Entender o contexto para se posicionar
O primeiro passo começa por entender o contexto atual. Hoje, as mudanças entre as gerações e do estilo de vida ocorrem muito mais rapidamente. Diversidade de oferta, consciência sobre o consumo – motivada, inclusive, pelo alto custo de vida -, recursos para pesquisar e buscar informações, oportunidades em canais de compra nacionais e internacionais são alguns dos fatores que mudaram a relação do consumidor com a marca.
A fidelização ficou no passado.
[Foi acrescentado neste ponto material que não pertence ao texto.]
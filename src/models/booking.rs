use chrono::{DateTime, NaiveDate, Utc};
use serde::{Deserialize, Serialize};

/// A stored reservation. Never mutated after insert.
#[derive(Debug, Clone, Serialize, Deserialize, PartialEq)]
pub struct Booking {
    pub id: String,
    pub first_name: String,
    pub last_name: String,
    pub email: String,
    pub mobile: String,
    pub address: String,
    pub message: String,
    pub start_date: NaiveDate,
    pub end_date: NaiveDate,
    pub created_at: DateTime<Utc>,
}

/// Raw form body of `POST /bookings`. Every field is optional here so that
/// missing values surface as a validation error instead of a decode failure.
#[derive(Debug, Clone, Default, Deserialize)]
pub struct CreateBookingRequest {
    pub first_name: Option<String>,
    pub last_name: Option<String>,
    pub email: Option<String>,
    pub mobile: Option<String>,
    pub address: Option<String>,
    pub message: Option<String>,
    pub start_date: Option<String>,
    pub end_date: Option<String>,
}

/// A submission that passed validation, not yet persisted.
#[derive(Debug, Clone, PartialEq)]
pub struct NewBooking {
    pub first_name: String,
    pub last_name: String,
    pub email: String,
    pub mobile: String,
    pub address: String,
    pub message: String,
    pub start_date: NaiveDate,
    pub end_date: NaiveDate,
}

impl NewBooking {
    pub fn into_booking(self, created_at: DateTime<Utc>) -> Booking {
        Booking {
            id: uuid::Uuid::new_v4().to_string(),
            first_name: self.first_name,
            last_name: self.last_name,
            email: self.email,
            mobile: self.mobile,
            address: self.address,
            message: self.message,
            start_date: self.start_date,
            end_date: self.end_date,
            created_at,
        }
    }
}

#[derive(Debug, Serialize)]
#[serde(rename_all = "camelCase")]
pub struct InsertedResponse {
    pub inserted_id: String,
}

#[derive(Debug, Serialize, Deserialize)]
pub struct BookingsResponse {
    pub bookings: Vec<Booking>,
}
As empresas, agora, precisam conquistar o cliente, entender as suas demandas para oferecer soluções e oportunidades de conexão, sem ignorar a importância da saudabilidade e da sustentabilidade em um contexto de eventos climáticos extremos e escassez de recursos.
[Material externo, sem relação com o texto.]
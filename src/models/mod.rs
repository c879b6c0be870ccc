pub mod booking;

pub use booking::{Booking, BookingsResponse, CreateBookingRequest, InsertedResponse, NewBooking};
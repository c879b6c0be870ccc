use crate::config::AppConfig;
use crate::db::Database;

pub struct AppState {
    pub db: Database,
    pub config: AppConfig,
}

impl AppState {
    pub fn new(config: AppConfig) -> Self {
        Self {
            db: Database::new(config.database_url.clone()),
            config,
        }
    }
}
Na comparação entre as marcas de tecnologia e as de bens consumo, Carolina observa que as primeiras, como Amazon, Apple e Nvida, por exemplo, não só mantêm uma boa relação com os consumidores, como também ganham cada vez mais relevância, atuando de forma instintiva, sintonizando-se com as pessoas e com os fundamentos do modelo de negócio.
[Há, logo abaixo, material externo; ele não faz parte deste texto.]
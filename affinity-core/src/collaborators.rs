//! Capability interfaces for the external services the core depends on.
//!
//! Each trait is deliberately narrow so implementations can be swapped:
//! the LLM crate provides HTTP-backed ones, tests provide scripted fakes.

use async_trait::async_trait;
use serde::{Deserialize, Serialize};

use crate::behavior::Behavior;
use crate::error::Result;
use crate::types::UserId;

/// Speaker of a chat message.
#[derive(Debug, Clone, Copy, PartialEq, Eq, Serialize, Deserialize)]
#[serde(rename_all = "lowercase")]
pub enum Role {
    /// Instructions framing the request.
    System,
    /// The human side of the conversation.
    User,
    /// The agent.
    Assistant,
}

/// One message in a generation request.
#[derive(Debug, Clone, PartialEq, Eq, Serialize, Deserialize)]
pub struct ChatMessage {
    /// Who said it.
    pub role: Role,
    /// What was said.
    pub content: String,
}

impl ChatMessage {
    /// A system message.
    #[must_use]
    pub fn system(content: impl Into<String>) -> Self {
        Self {
            role: Role::System,
            content: content.into(),
        }
    }

    /// A user message.
    #[must_use]
    pub fn user(content: impl Into<String>) -> Self {
        Self {
            role: Role::User,
            content: content.into(),
        }
    }

    /// An assistant message.
    #[must_use]
    pub fn assistant(content: impl Into<String>) -> Self {
        Self {
            role: Role::Assistant,
            content: content.into(),
        }
    }
}

/// Maps free text to a behavioral label.
#[async_trait]
pub trait Classifier: Send + Sync {
    /// Classify `text`. Low-confidence results should be `Behavior::Neutral`.
    ///
    /// # Errors
    /// Returns `AffinityError::Classification` when the backend fails.
    async fn classify(&self, text: &str) -> Result<Behavior>;
}

/// Produces text from a system context and a message list.
#[async_trait]
pub trait Generator: Send + Sync {
    /// Generate a completion.
    ///
    /// # Errors
    /// Returns `AffinityError::Generation` when the backend fails.
    async fn generate(&self, system: &str, messages: &[ChatMessage]) -> Result<String>;
}

/// Turns text into an embedding vector.
#[async_trait]
pub trait Embedder: Send + Sync {
    /// Embed `text`.
    ///
    /// # Errors
    /// Returns `AffinityError::Embedding` when the backend fails.
    async fn embed(&self, text: &str) -> Result<Vec<f32>>;
}

/// Delivers outbound direct messages.
#[async_trait]
pub trait Transport: Send + Sync {
    /// Send `text` to `user` privately.
    ///
    /// # Errors
    /// Returns `AffinityError::Transport` when delivery fails.
    async fn send_direct_message(&self, user: &UserId, text: &str) -> Result<()>;
}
Ao contrário, as marcas de consumo têm dificuldades em manter o relacionamento com os compradores e a descontinuidade não se limita ao “consumidor infiel”. Em geral, a audiência percebe como principal característica das marcas com as quais transacionam um valor importante para as empresas: consistência. Porém, este é o segundo motivo mais irrelevante para o engajamento dos clientes. Pode-se dizer que ser consistente nos negócios não é um diferencial, mas minimamente esperado.
A sugestão da diretora da FutureBrands é mudar o foco da consistência para a integração para criar laços significativos e relevantes com o consumidor. Além disso, a organizações também podem adotar 3 medidas:
- Torne pessoal: pós-pandemia, os consumidores estão mais atentos às suas necessidades pessoais, como autocuidado e autorrealização;
- Desafie os limites da experiência: marcas funcionais não são atraentes; os consumidores anseiam por oportunidades de autoconhecimento e experiências significativas e alegres;
- Fomente conexões reais: a solidão ganhou proporções epidêmicas globalmente e, por essa razão, os consumidores buscam marcas que reflitam senso de pertencimento e de comunidade por meio das quais seja possível encontrar pessoas com as mesmas afinidades.
Preço, fidelidade e outros insights
As empresas que buscam competir em preço perderão relevância. Carolina lembra que as pesquisas têm mostrado fidelização às empresas percebidas como relevantes para o consumidor e exemplifica com o serviço de streaming do Spotfy.
O consumidor quer saber o que a empresa oferece de benefício a ele, ao planeta, à comunidade, para que se torne fiel. Caso contrário, comprará conforme a sua conveniência.
“Se as marcas de consumo não se mexerem, no sentido de trazer efetiva relevância, significado para as pessoas, não encarar que esses itens que eu falei, trazer nutrição, trazer saudabilidade, que isso é o mínimo que elas precisam entregar, elas vão cada vez mais perder espaço. E têm perdido muito”, conclui.
Aprendizado no mercado americano
Fundador do Barnanas e residente nos Estados Unidos há 23 anos, Cauê Suplicy contou como transformou a cadeia de bananas desperdiçadas no mercado americano em um negócio rentável e sustentável.
Suplicy descobriu que cerca de 80 milhões de bananas iam para o lixo, porque nos EUA a fruta é cortada ainda verde, congelada para depois chegar aos supermercados. Aquelas com leve tom amarelado eram descartadas. Assim, em 2013, lançou no mercado o primeiro chips de banana orgânica da Barnanas e, a partir daí, posicionou-se com empresa de alimentos agorecológica, sustentável e orgânica.
O portfólio da companhia, hoje, possui mais três produtos feitos a partir das bananas e 1.524 agricultores parceiros.
Como indústria, Suplicy destaca que não existe nenhuma razão para que os produtos orgânicos sejam tão caros. A única diferença dos industrializados e a logística, mais difícil para os pequenos produtores distribuírem e escalarem.